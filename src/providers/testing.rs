//! Test doubles for providers

use std::net::SocketAddr;
use std::sync::atomic::{AtomicUsize, Ordering};
use std::sync::{Arc, Mutex};
use std::time::Duration;

use async_trait::async_trait;
use axum::body::Bytes;
use axum::extract::State;
use axum::http::{header, HeaderMap, StatusCode};
use axum::response::{IntoResponse, Response};
use axum::routing::post;
use axum::Router;
use serde_json::{json, Value};
use tokio::net::TcpListener;
use tokio::sync::Semaphore;
use tokio::task::JoinHandle;

use super::{RemoteConfig, ResponseProvider, TipRequest};

#[derive(Debug, Clone)]
pub struct SeenRequest {
    pub authorization: Option<String>,
    pub body: Value,
}

#[derive(Clone)]
struct MockState {
    status: StatusCode,
    body: String,
    seen: Arc<Mutex<Vec<SeenRequest>>>,
}

async fn handle_completion(
    State(state): State<MockState>,
    headers: HeaderMap,
    body: Bytes,
) -> Response {
    state.seen.lock().unwrap().push(SeenRequest {
        authorization: headers
            .get(header::AUTHORIZATION)
            .and_then(|v| v.to_str().ok())
            .map(str::to_string),
        body: serde_json::from_slice(&body).unwrap_or(Value::Null),
    });

    (
        state.status,
        [(header::CONTENT_TYPE, "application/json")],
        state.body.clone(),
    )
        .into_response()
}

/// Fake completions endpoint on a random local port
pub struct CompletionServer {
    addr: SocketAddr,
    state: MockState,
    handle: JoinHandle<()>,
}

impl CompletionServer {
    pub async fn start(status: StatusCode, body: String) -> Self {
        let listener = TcpListener::bind("127.0.0.1:0").await.unwrap();
        let addr = listener.local_addr().unwrap();
        let state = MockState {
            status,
            body,
            seen: Arc::new(Mutex::new(Vec::new())),
        };

        let app = Router::new()
            .route("/chat/completions", post(handle_completion))
            .with_state(state.clone());

        let handle = tokio::spawn(async move {
            axum::serve(listener, app).await.unwrap();
        });

        Self {
            addr,
            state,
            handle,
        }
    }

    /// A server that answers every request with one successful completion
    pub async fn reply_content(content: &str) -> Self {
        let body = json!({
            "choices": [
                { "message": { "role": "assistant", "content": content } }
            ]
        });
        Self::start(StatusCode::OK, body.to_string()).await
    }

    pub fn endpoint(&self) -> String {
        format!("http://{}/chat/completions", self.addr)
    }

    pub fn remote_config(&self) -> RemoteConfig {
        RemoteConfig {
            endpoint: self.endpoint(),
            model: "test-model".into(),
            timeout: Some(Duration::from_secs(5)),
        }
    }

    pub fn requests(&self) -> Vec<SeenRequest> {
        self.state.seen.lock().unwrap().clone()
    }

    pub fn request_count(&self) -> usize {
        self.state.seen.lock().unwrap().len()
    }
}

impl Drop for CompletionServer {
    fn drop(&mut self) {
        self.handle.abort();
    }
}

/// An endpoint on a port nothing listens on
pub async fn unreachable_endpoint() -> String {
    let listener = TcpListener::bind("127.0.0.1:0").await.unwrap();
    let addr = listener.local_addr().unwrap();
    drop(listener);
    format!("http://{}/chat/completions", addr)
}

/// Provider that returns a fixed reply and records each request.
///
/// A gated provider holds every turn until `release` is called.
pub struct ScriptedProvider {
    reply: String,
    wants_credential: bool,
    calls: AtomicUsize,
    requests: Mutex<Vec<TipRequest>>,
    gate: Option<Semaphore>,
}

impl ScriptedProvider {
    pub fn new(reply: &str) -> Arc<Self> {
        Arc::new(Self::build(reply, None))
    }

    pub fn gated(reply: &str) -> Arc<Self> {
        Arc::new(Self::build(reply, Some(Semaphore::new(0))))
    }

    pub fn asking_for_credential(reply: &str) -> Arc<Self> {
        let mut provider = Self::build(reply, None);
        provider.wants_credential = true;
        Arc::new(provider)
    }

    fn build(reply: &str, gate: Option<Semaphore>) -> Self {
        Self {
            reply: reply.to_string(),
            wants_credential: false,
            calls: AtomicUsize::new(0),
            requests: Mutex::new(Vec::new()),
            gate,
        }
    }

    pub fn release(&self, turns: usize) {
        if let Some(gate) = &self.gate {
            gate.add_permits(turns);
        }
    }

    pub fn calls(&self) -> usize {
        self.calls.load(Ordering::SeqCst)
    }

    pub fn requests(&self) -> Vec<TipRequest> {
        self.requests.lock().unwrap().clone()
    }
}

#[async_trait]
impl ResponseProvider for ScriptedProvider {
    fn name(&self) -> &'static str {
        "scripted"
    }

    fn wants_credential(&self) -> bool {
        self.wants_credential
    }

    async fn respond(&self, request: &TipRequest) -> String {
        self.calls.fetch_add(1, Ordering::SeqCst);
        self.requests.lock().unwrap().push(request.clone());

        if let Some(gate) = &self.gate {
            if let Ok(permit) = gate.acquire().await {
                permit.forget();
            }
        }

        self.reply.clone()
    }
}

* * * * * * * * *

▸ WHAT IS BEING ASKED
Would you set down all of the entries again, word for word?

▸ RESULT OF THIS TASK
filename src/providers/testing.rs
//! Test doubles for providers

use std::net::SocketAddr;
use std::sync::atomic::{AtomicUsize, Ordering};
use std::sync::{Arc, Mutex};
use std::time::Duration;

use async_trait::async_trait;
use axum::body::Bytes;
use axum::extract::State;
use axum::http::{header, HeaderMap, StatusCode};
use axum::response::{IntoResponse, Response};
use axum::routing::post;
use axum::Router;
use serde_json::{json, Value};
use tokio::net::TcpListener;
use tokio::sync::Semaphore;
use tokio::task::JoinHandle;

use super::{RemoteConfig, ResponseProvider, TipRequest};

#[derive(Debug, Clone)]
pub struct SeenRequest {
    pub authorization: Option<String>,
    pub body: Value,
}

#[derive(Clone)]
struct MockState {
    status: StatusCode,
    body: String,
    seen: Arc<Mutex<Vec<SeenRequest>>>,
}

async fn handle_completion(
    State(state): State<MockState>,
    headers: HeaderMap,
    body: Bytes,
) -> Response {
    state.seen.lock().unwrap().push(SeenRequest {
        authorization: headers
            .get(header::AUTHORIZATION)
            .and_then(|v| v.to_str().ok())
            .map(str::to_string),
        body: serde_json::from_slice(&body).unwrap_or(Value::Null),
    });

    (
        state.status,
        [(header::CONTENT_TYPE, "application/json")],
        state.body.clone(),
    )
        .into_response()
}

/// Fake completions endpoint on a random local port
pub struct CompletionServer {
    addr: SocketAddr,
    state: MockState,
    handle: JoinHandle<()>,
}

impl CompletionServer {
    pub async fn start(status: StatusCode, body: String) -> Self {
        let listener = TcpListener::bind("127.0.0.1:0").await.unwrap();
        let addr = listener.local_addr().unwrap();
        let state = MockState {
            status,
            body,
            seen: Arc::new(Mutex::new(Vec::new())),
        };

        let app = Router::new()
            .route("/chat/completions", post(handle_completion))
            .with_state(state.clone());

        let handle = tokio::spawn(async move {
            axum::serve(listener, app).await.unwrap();
        });

        Self {
            addr,
            state,
            handle,
        }
    }

    /// A server that answers every request with one successful completion
    pub async fn reply_content(content: &str) -> Self {
        let body = json!({
            "choices": [
                { "message": { "role": "assistant", "content": content } }
            ]
        });
        Self::start(StatusCode::OK, body.to_string()).await
    }

    pub fn endpoint(&self) -> String {
        format!("http://{}/chat/completions", self.addr)
    }

    pub fn remote_config(&self) -> RemoteConfig {
        RemoteConfig {
            endpoint: self.endpoint(),
            model: "test-model".into(),
            timeout: Some(Duration::from_secs(5)),
        }
    }

    pub fn requests(&self) -> Vec<SeenRequest> {
        self.state.seen.lock().unwrap().clone()
    }

    pub fn request_count(&self) -> usize {
        self.state.seen.lock().unwrap().len()
    }
}

impl Drop for CompletionServer {
    fn drop(&mut self) {
        self.handle.abort();
    }
}

/// An endpoint on a port nothing listens on
pub async fn unreachable_endpoint() -> String {
    let listener = TcpListener::bind("127.0.0.1:0").await.unwrap();
    let addr = listener.local_addr().unwrap();
    drop(listener);
    format!("http://{}/chat/completions", addr)
}

/// Provider that returns a fixed reply and records each request.
///
/// A gated provider holds every turn until `release` is called.
pub struct ScriptedProvider {
    reply: String,
    wants_credential: bool,
    calls: AtomicUsize,
    requests: Mutex<Vec<TipRequest>>,
    gate: Option<Semaphore>,
}

impl ScriptedProvider {
    pub fn new(reply: &str) -> Arc<Self> {
        Arc::new(Self::build(reply, None))
    }

    pub fn gated(reply: &str) -> Arc<Self> {
        Arc::new(Self::build(reply, Some(Semaphore::new(0))))
    }

    pub fn asking_for_credential(reply: &str) -> Arc<Self> {
        let mut provider = Self::build(reply, None);
        provider.wants_credential = true;
        Arc::new(provider)
    }

    fn build(reply: &str, gate: Option<Semaphore>) -> Self {
        Self {
            reply: reply.to_string(),
            wants_credential: false,
            calls: AtomicUsize::new(0),
            requests: Mutex::new(Vec::new()),
            gate,
        }
    }

    pub fn release(&self, turns: usize) {
        if let Some(gate) = &self.gate {
            gate.add_permits(turns);
        }
    }

    pub fn calls(&self) -> usize {
        self.calls.load(Ordering::SeqCst)
    }

    pub fn requests(&self) -> Vec<TipRequest> {
        self.requests.lock().unwrap().clone()
    }
}

#[async_trait]
impl ResponseProvider for ScriptedProvider {
    fn name(&self) -> &'static str {
        "scripted"
    }

    fn wants_credential(&self) -> bool {
        self.wants_credential
    }

    async fn respond(&self, request: &TipRequest) -> String {
        self.calls.fetch_add(1, Ordering::SeqCst);
        self.requests.lock().unwrap().push(request.clone());

        if let Some(gate) = &self.gate {
            if let Ok(permit) = gate.acquire().await {
                permit.forget();
            }
        }

        self.reply.clone()
    }
}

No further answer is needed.